In Pictures
In Pictures: India’s toxic Yamuna river
Untreated sewage and industrial waste going into Yamuna, which flows through Delhi, has turned it into glorified drain.

The Yamuna river, which originates 375km north of New Delhi, at the Yamunotri glacier in Uttarakhand, is relatively unpolluted until it enters the national capital.
According to a 2009 report by the Delhi-based Centre for Science and Environment, 80 percent of all the pollution in the river is dumped into it along only two percent of its total length – the 22km segment between the Wazirabad Barrage in the north of Delhi and the Okhla Barrage in the south.
Untreated sewage and industrial waste dumping into the river has turned it into a glorified drain, with various studies showing that the river water is not even fit for bathing.
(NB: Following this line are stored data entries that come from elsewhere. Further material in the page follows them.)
// File: ./src/model/preview.rs
//! Human-readable rendering of candidate events for the confirmation step.
use crate::model::event::{ADDRESS_SEPARATOR, PLACEHOLDER_DESCRIPTION, ParsedEvent};

/// Splits a description that carries a folded-in place back into
/// (description, place). Handles both the `| Адрес:` convention used for
/// agent-supplied addresses and the plain `venue | address` form produced by
/// the ticket heuristic.
pub fn split_place(description: &str) -> (&str, Option<&str>) {
    if let Some((main, place)) = description.split_once(ADDRESS_SEPARATOR) {
        let place = place.trim();
        return (
            main.trim(),
            if place.is_empty() { None } else { Some(place) },
        );
    }
    if let Some((main, place)) = description.split_once(" | ") {
        let place = place.trim();
        return (
            main.trim(),
            if place.is_empty() { None } else { Some(place) },
        );
    }
    (description.trim(), None)
}

fn time_text(event: &ParsedEvent) -> String {
    match event.stop_time {
        Some(stop) => format!(
            "{}–{}",
            event.start_time.format("%H:%M"),
            stop.format("%H:%M")
        ),
        None => event.start_time.format("%H:%M").to_string(),
    }
}

/// One block per event: index header, date, time (or range), description and,
/// when the description encodes a venue, a separate place line.
pub fn preview_blocks(events: &[ParsedEvent], locale: &str) -> String {
    let mut lines: Vec<String> = Vec::new();
    for (idx, event) in events.iter().enumerate() {
        let (mut description, place) = split_place(&event.description);
        if description.is_empty() {
            description = PLACEHOLDER_DESCRIPTION;
        }

        lines.push(
            rust_i18n::t!("preview_event_header", locale = locale, index = idx + 1).to_string(),
        );
        lines.push(
            rust_i18n::t!(
                "preview_date",
                locale = locale,
                date = event.event_date.format("%d.%m.%Y")
            )
            .to_string(),
        );
        lines.push(
            rust_i18n::t!("preview_time", locale = locale, time = time_text(event)).to_string(),
        );
        lines.push(
            rust_i18n::t!(
                "preview_description",
                locale = locale,
                description = description
            )
            .to_string(),
        );
        if let Some(place) = place {
            lines.push(
                rust_i18n::t!("preview_place", locale = locale, place = place).to_string(),
            );
        }
        lines.push(String::new());
    }
    if lines.last().is_some_and(|l| l.is_empty()) {
        lines.pop();
    }
    lines.join("\n")
}

/// Bullet lines echoed after a successful save, capped at `limit` events.
pub fn saved_lines(events: &[ParsedEvent], limit: usize) -> Vec<String> {
    events
        .iter()
        .take(limit)
        .map(|event| {
            format!(
                "• {} {} — {}",
                event.event_date.format("%d.%m.%Y"),
                event.start_time.format("%H:%M"),
                event.description
            )
        })
        .collect()
}
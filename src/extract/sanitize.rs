// File: ./src/extract/sanitize.rs
//! Filters garbage candidates and collapses duplicates by canonical key.
use crate::extract::lexicon::{self, TITLE_STOPWORDS};
use crate::model::ParsedEvent;
use once_cell::sync::Lazy;
use regex::Regex;
use std::collections::HashMap;

static TIME_LIKE_RE: Lazy<Regex> =
    Lazy::new(|| Regex::new(r"\b\d{1,2}[:.]\d{2}\b").expect("time-like regex"));

static DATE_LIKE_RE: Lazy<Regex> = Lazy::new(|| {
    Regex::new(r"\b\d{1,2}[./]\d{1,2}(?:[./]\d{2,4})?\b").expect("date-like regex")
});

static WHITESPACE_RE: Lazy<Regex> = Lazy::new(|| Regex::new(r"\s+").expect("whitespace regex"));

const TITLE_MIN_CHARS: usize = 8;
const TITLE_MAX_CHARS: usize = 160;
const LINE_TRIM_CHARS: &[char] = &[' ', '-', '—', '|', '\t'];

/// Derives a better-quality title from the raw source text: the longest
/// "sentence-like" line that carries no date/time substrings and is not on
/// the stop-word list. Poster headlines tend to be exactly that line.
pub fn best_title(text: &str) -> Option<String> {
    let mut best: Option<(usize, String)> = None;

    for line in text.lines() {
        let line = WHITESPACE_RE.replace_all(line, " ");
        let line = line.trim_matches(LINE_TRIM_CHARS);
        if line.is_empty() {
            continue;
        }

        let low = line.to_lowercase();
        if TIME_LIKE_RE.is_match(&low) || DATE_LIKE_RE.is_match(&low) {
            continue;
        }
        if lexicon::contains_any(&low, TITLE_STOPWORDS) {
            continue;
        }

        let len = line.chars().count();
        if len < TITLE_MIN_CHARS {
            continue;
        }
        // Strictly greater keeps the first line on ties.
        if best.as_ref().is_none_or(|(best_len, _)| len > *best_len) {
            best = Some((len, line.to_string()));
        }
    }

    best.map(|(_, title)| title.chars().take(TITLE_MAX_CHARS).collect())
}

/// Drops candidates with empty or purely numeric descriptions (a common
/// artifact of a stray date matched as description), substitutes the
/// fallback title for bare placeholders, then deduplicates by canonical key.
/// Later candidates overwrite earlier ones with the same key; the result
/// keeps the insertion order of each key's first occurrence. Running the
/// pass on its own output is a no-op.
pub fn sanitize(candidates: Vec<ParsedEvent>, source_text: &str) -> Vec<ParsedEvent> {
    let fallback_title = best_title(source_text);

    let mut order: Vec<(String, String, String)> = Vec::new();
    let mut by_key: HashMap<(String, String, String), ParsedEvent> = HashMap::new();

    for mut event in candidates {
        let description = event.description.trim();
        if description.is_empty()
            || event.description.chars().all(|c| c.is_ascii_digit())
        {
            continue;
        }

        if event.has_placeholder_description()
            && let Some(title) = &fallback_title
        {
            event.description = title.clone();
        }

        let key = event.dedup_key();
        if !by_key.contains_key(&key) {
            order.push(key.clone());
        }
        by_key.insert(key, event);
    }

    order
        .into_iter()
        .filter_map(|key| by_key.remove(&key))
        .collect()
}
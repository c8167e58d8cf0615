/*
 *  Copyright (c) 2021 Works Applications Co., Ltd.
 *
 *  Licensed under the Apache License, Version 2.0 (the "License");
 *  you may not use this file except in compliance with the License.
 *  You may obtain a copy of the License at
 *
 *      http://www.apache.org/licenses/LICENSE-2.0
 *
 *   Unless required by applicable law or agreed to in writing, software
 *  distributed under the License is distributed on an "AS IS" BASIS,
 *  WITHOUT WARRANTIES OR CONDITIONS OF ANY KIND, either express or implied.
 *  See the License for the specific language governing permissions and
 *  limitations under the License.
 */

extern crate sudachi;

use std::ops::Deref;

use futures::executor::block_on_stream;
use futures::stream as fstream;

use sudachi::analysis::stream::SentenceStream;
use sudachi::error::SudachiResult;
use sudachi::prelude::Mode;

mod common;
use crate::common::TestStatefulTokenizer;

#[test]
fn empty_source_yields_nothing() {
    let dict = TestStatefulTokenizer::new_built(Mode::C).tok.dict_clone();
    let source = fstream::iter(Vec::<SudachiResult<String>>::new());
    let stream = SentenceStream::new(dict, Mode::C, source);
    let mut iter = block_on_stream(stream);
    assert!(iter.next().is_none());
}

#[test]
fn single_chunk_two_sentences() {
    let dict = TestStatefulTokenizer::new_built(Mode::C).tok.dict_clone();
    let source = fstream::iter(vec![Ok("京都。京都。".to_owned())]);
    let stream = SentenceStream::new(dict, Mode::C, source);
    let results: Vec<_> = block_on_stream(stream).collect::<Result<_, _>>().unwrap();
    assert_eq!(results.len(), 2);
    for ms in &results {
        assert_eq!("京都", ms.get(0).surface().deref());
    }
}

#[test]
fn sentence_split_across_chunk_boundary() {
    let dict = TestStatefulTokenizer::new_built(Mode::C).tok.dict_clone();
    // the terminator arrives in a chunk separate from the rest of the sentence
    let source = fstream::iter(vec![Ok("京都".to_owned()), Ok("。".to_owned())]);
    let stream = SentenceStream::new(dict, Mode::C, source);
    let results: Vec<_> = block_on_stream(stream).collect::<Result<_, _>>().unwrap();
    assert_eq!(results.len(), 1);
    assert_eq!("京都。", results[0].surface().deref());
}

#[test]
fn trailing_chunk_without_terminator_is_flushed() {
    let dict = TestStatefulTokenizer::new_built(Mode::C).tok.dict_clone();
    let source = fstream::iter(vec![Ok("京都。京都".to_owned())]);
    let stream = SentenceStream::new(dict, Mode::C, source);
    let results: Vec<_> = block_on_stream(stream).collect::<Result<_, _>>().unwrap();
    assert_eq!(results.len(), 2);
    assert_eq!("京都。", results[0].surface().deref());
    assert_eq!("京都", results[1].surface().deref());
}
In May this year, the government of Delhi shut down 112 illegal industrial drains, yet other illegal dumping still occurs from industries and neighbourhoods alike.
At Sarai Kale Khan, an urban village in south Delhi, people queue patiently for potable water barely 300 metres away from the river, yet they are forced to rely on a hand-pump for water.
The federal government initiated the first phase of the Yamuna Action Plan (YAP) in 1993, to clean up the river. When the project did not meet its targets, a second phase was launched in 2004.
Phase III of the YAP was launched in December last year, but despite such efforts and hundreds of millions of dollars, massive amounts of waste continue to be dumped into the Yamuna every day, making it one of the dirtiest rivers in the South Asian country.